-------- Input data

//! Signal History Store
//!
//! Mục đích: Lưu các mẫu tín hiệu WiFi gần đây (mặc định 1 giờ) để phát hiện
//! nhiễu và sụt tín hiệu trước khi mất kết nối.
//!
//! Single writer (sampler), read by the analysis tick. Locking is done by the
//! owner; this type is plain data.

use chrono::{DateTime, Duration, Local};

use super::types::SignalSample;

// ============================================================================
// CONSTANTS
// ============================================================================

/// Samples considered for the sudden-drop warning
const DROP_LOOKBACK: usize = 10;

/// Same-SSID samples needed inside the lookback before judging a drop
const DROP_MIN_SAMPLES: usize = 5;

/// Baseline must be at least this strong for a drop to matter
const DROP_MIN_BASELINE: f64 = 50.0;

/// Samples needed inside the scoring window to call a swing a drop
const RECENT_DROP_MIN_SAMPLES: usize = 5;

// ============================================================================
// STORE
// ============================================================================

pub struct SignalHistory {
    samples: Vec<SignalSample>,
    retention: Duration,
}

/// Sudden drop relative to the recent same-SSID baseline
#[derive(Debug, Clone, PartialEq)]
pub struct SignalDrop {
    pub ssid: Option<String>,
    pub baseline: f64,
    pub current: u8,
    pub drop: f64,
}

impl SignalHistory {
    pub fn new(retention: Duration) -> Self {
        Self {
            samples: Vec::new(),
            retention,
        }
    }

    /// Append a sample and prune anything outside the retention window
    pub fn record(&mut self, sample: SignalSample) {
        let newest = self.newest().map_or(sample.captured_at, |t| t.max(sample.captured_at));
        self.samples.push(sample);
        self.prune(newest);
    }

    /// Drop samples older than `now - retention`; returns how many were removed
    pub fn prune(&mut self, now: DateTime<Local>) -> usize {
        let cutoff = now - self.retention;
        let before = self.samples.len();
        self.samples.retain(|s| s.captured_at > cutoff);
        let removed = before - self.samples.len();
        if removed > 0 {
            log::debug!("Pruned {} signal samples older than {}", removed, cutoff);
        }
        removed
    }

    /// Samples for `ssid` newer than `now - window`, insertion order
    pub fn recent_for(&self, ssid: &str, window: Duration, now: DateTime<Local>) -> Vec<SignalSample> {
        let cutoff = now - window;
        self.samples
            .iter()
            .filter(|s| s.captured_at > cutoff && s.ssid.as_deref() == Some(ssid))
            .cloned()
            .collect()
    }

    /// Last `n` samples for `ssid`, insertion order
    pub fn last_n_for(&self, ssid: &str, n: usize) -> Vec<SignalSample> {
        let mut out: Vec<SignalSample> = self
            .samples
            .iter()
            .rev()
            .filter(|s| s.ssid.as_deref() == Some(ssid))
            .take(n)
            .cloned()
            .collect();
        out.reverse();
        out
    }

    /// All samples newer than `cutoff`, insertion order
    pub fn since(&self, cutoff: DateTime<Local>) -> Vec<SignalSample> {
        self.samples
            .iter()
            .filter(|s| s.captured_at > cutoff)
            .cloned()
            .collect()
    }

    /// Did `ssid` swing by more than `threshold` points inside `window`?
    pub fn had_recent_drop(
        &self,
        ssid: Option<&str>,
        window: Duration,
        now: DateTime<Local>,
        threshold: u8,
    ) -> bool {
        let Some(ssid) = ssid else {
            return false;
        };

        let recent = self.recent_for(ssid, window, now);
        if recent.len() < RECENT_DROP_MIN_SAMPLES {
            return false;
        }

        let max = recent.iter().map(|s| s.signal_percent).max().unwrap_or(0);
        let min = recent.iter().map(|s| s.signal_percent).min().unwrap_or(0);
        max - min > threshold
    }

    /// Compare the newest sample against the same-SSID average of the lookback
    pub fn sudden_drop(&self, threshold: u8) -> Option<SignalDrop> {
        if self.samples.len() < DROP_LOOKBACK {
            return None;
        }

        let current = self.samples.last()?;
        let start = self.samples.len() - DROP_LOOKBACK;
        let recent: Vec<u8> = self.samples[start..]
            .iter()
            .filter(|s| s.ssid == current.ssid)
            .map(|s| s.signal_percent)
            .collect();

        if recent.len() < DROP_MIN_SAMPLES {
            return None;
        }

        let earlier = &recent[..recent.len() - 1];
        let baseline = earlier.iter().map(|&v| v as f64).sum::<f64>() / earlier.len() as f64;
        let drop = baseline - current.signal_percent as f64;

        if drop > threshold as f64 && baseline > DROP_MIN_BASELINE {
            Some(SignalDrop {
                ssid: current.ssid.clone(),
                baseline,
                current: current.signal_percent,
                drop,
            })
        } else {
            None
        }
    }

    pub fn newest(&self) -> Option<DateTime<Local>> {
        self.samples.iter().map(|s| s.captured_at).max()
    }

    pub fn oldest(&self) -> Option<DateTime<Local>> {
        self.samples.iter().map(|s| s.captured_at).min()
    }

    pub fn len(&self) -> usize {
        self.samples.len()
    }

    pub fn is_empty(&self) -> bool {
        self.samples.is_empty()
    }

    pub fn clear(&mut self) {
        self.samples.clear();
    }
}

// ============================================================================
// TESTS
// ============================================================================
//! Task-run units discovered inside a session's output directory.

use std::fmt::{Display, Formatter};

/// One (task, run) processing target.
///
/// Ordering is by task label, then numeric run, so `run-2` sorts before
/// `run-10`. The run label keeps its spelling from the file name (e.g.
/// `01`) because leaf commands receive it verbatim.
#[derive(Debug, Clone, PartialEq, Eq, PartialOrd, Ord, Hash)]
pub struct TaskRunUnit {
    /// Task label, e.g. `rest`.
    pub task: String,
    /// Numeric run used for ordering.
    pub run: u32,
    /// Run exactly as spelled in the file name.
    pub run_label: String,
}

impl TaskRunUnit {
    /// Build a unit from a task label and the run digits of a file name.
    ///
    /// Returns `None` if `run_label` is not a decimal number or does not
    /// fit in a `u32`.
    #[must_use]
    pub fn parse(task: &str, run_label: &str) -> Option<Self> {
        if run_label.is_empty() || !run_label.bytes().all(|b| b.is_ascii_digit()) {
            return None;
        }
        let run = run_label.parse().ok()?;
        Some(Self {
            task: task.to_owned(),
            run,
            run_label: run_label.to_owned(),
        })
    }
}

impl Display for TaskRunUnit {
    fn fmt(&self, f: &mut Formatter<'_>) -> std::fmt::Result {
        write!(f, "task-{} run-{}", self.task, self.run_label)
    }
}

----------------
-------- Input data

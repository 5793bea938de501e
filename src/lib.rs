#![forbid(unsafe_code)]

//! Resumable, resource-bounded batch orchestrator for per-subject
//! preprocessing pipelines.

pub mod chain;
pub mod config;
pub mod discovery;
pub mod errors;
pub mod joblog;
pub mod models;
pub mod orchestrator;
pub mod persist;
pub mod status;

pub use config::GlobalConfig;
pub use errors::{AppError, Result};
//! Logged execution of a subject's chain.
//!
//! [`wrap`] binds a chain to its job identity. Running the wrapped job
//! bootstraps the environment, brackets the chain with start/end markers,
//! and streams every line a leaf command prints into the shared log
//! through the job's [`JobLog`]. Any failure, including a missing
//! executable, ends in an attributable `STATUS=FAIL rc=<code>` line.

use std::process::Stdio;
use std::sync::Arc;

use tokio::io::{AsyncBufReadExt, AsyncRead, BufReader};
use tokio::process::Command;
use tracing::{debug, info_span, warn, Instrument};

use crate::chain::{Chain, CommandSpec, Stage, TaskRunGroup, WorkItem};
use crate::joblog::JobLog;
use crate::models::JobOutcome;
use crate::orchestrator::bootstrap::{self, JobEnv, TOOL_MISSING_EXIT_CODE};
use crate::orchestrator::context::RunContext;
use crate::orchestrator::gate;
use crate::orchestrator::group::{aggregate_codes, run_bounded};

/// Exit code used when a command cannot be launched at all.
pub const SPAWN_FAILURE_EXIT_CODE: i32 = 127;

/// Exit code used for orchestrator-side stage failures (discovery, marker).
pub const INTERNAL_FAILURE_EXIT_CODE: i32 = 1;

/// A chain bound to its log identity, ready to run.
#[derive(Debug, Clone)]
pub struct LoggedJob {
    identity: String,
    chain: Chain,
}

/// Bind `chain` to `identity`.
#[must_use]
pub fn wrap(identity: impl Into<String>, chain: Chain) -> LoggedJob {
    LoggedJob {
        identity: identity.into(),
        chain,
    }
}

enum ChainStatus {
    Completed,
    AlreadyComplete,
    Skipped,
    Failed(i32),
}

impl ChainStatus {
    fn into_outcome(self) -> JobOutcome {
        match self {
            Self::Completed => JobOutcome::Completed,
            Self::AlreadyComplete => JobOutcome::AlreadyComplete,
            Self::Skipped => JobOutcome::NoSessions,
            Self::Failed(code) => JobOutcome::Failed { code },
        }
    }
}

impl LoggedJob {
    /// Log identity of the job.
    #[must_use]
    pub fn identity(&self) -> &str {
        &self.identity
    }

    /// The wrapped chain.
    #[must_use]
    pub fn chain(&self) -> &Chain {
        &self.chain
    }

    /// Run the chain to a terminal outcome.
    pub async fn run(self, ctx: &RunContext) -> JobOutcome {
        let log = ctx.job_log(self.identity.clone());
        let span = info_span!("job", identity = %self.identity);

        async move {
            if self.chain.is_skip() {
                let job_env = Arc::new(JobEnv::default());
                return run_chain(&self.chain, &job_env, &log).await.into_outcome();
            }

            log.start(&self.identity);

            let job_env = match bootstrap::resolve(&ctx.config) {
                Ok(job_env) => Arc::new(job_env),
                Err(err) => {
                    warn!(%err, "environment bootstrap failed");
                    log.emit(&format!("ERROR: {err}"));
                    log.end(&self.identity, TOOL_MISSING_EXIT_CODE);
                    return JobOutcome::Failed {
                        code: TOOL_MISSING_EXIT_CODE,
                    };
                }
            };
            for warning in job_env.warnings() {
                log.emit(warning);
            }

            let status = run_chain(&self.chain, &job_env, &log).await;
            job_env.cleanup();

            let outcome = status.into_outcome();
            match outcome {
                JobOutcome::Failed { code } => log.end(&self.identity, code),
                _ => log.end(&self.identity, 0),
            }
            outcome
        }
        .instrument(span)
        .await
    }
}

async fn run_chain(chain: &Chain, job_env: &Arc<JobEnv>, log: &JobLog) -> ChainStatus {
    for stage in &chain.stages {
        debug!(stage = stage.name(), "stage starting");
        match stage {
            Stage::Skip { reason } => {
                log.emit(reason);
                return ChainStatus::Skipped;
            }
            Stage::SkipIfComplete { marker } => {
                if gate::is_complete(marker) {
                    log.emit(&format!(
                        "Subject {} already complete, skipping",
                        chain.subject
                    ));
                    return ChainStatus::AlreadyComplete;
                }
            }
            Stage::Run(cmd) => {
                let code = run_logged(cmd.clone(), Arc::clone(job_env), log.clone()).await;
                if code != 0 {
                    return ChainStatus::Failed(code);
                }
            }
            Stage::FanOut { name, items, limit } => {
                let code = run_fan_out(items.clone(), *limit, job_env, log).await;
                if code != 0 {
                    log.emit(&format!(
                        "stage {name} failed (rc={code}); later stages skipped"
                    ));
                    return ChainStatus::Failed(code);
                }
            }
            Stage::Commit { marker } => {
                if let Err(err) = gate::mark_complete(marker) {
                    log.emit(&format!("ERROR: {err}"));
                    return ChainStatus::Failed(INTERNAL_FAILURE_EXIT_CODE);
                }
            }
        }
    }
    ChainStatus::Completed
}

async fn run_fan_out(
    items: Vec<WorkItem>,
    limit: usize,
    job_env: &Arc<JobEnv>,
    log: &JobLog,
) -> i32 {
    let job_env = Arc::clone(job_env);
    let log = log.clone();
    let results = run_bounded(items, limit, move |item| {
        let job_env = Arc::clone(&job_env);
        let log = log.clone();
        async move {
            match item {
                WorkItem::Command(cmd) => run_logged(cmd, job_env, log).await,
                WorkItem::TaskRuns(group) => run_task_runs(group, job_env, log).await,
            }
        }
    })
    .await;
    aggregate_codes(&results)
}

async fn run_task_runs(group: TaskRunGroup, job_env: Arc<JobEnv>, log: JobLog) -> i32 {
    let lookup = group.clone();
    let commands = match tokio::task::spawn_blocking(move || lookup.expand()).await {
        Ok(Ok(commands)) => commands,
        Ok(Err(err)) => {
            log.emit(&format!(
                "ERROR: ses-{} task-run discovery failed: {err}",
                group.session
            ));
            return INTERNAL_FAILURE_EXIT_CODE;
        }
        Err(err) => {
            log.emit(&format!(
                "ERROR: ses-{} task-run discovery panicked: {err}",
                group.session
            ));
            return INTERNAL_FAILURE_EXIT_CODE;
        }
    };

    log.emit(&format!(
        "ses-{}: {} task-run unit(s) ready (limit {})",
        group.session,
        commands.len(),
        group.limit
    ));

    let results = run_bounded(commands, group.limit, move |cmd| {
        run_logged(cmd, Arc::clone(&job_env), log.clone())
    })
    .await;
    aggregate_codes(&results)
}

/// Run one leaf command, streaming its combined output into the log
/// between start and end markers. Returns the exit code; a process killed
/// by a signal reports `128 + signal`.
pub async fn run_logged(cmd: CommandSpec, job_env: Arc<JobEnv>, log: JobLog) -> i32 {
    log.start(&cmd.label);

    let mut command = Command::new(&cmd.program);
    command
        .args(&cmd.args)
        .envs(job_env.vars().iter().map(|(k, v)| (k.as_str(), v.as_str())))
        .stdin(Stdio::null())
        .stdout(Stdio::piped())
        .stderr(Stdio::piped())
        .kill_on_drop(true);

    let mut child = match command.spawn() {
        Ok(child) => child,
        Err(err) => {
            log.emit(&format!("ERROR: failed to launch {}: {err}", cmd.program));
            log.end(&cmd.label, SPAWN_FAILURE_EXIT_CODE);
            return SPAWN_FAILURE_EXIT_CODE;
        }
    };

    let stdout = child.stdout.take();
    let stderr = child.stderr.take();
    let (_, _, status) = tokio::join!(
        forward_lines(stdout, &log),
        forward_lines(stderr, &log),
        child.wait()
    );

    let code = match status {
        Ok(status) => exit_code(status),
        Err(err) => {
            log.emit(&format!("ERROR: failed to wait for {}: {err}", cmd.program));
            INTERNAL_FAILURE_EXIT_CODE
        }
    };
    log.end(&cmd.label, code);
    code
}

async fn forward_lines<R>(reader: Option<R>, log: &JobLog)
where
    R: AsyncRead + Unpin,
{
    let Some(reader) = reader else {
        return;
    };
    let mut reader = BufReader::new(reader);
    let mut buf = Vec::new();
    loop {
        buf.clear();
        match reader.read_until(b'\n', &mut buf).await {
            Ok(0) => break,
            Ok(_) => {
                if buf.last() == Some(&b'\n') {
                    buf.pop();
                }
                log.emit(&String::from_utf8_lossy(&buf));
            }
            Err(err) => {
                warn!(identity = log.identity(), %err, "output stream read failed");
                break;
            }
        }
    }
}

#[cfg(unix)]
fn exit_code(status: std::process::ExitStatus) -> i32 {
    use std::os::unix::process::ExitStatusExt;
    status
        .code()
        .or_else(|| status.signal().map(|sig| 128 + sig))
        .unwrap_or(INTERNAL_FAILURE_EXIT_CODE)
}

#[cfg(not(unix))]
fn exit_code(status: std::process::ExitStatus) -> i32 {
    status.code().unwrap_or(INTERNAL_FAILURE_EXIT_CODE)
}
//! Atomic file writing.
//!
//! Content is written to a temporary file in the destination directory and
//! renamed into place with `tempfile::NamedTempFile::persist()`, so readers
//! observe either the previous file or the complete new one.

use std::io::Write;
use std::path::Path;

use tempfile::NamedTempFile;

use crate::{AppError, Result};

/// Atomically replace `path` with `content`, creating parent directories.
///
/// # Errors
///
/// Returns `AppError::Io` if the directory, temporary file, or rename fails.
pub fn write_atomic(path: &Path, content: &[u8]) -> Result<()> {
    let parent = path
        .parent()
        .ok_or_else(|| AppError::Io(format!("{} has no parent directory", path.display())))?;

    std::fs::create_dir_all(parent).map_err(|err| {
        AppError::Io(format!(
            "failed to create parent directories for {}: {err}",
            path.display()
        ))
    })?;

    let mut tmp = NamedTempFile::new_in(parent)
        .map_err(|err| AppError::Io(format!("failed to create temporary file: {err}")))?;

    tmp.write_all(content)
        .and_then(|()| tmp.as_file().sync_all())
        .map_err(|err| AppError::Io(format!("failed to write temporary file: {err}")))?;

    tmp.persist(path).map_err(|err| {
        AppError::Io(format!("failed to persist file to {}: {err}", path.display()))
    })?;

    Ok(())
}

----------------

__Work order__
For the material above, reproduce exactly the lines from the line with "log.emit(reason);" to the line with "name, items, limit", inclusive, and exclude all others.

__Task solution__
                log.emit(reason);
                return ChainStatus::Skipped;
            }
            Stage::SkipIfComplete { marker } => {
                if gate::is_complete(marker) {
                    log.emit(&format!(
                        "Subject {} already complete, skipping",
                        chain.subject
                    ));
                    return ChainStatus::AlreadyComplete;
                }
            }
            Stage::Run(cmd) => {
                let code = run_logged(cmd.clone(), Arc::clone(job_env), log.clone()).await;
                if code != 0 {
                    return ChainStatus::Failed(code);
                }
            }
            Stage::FanOut { name, items, limit } => {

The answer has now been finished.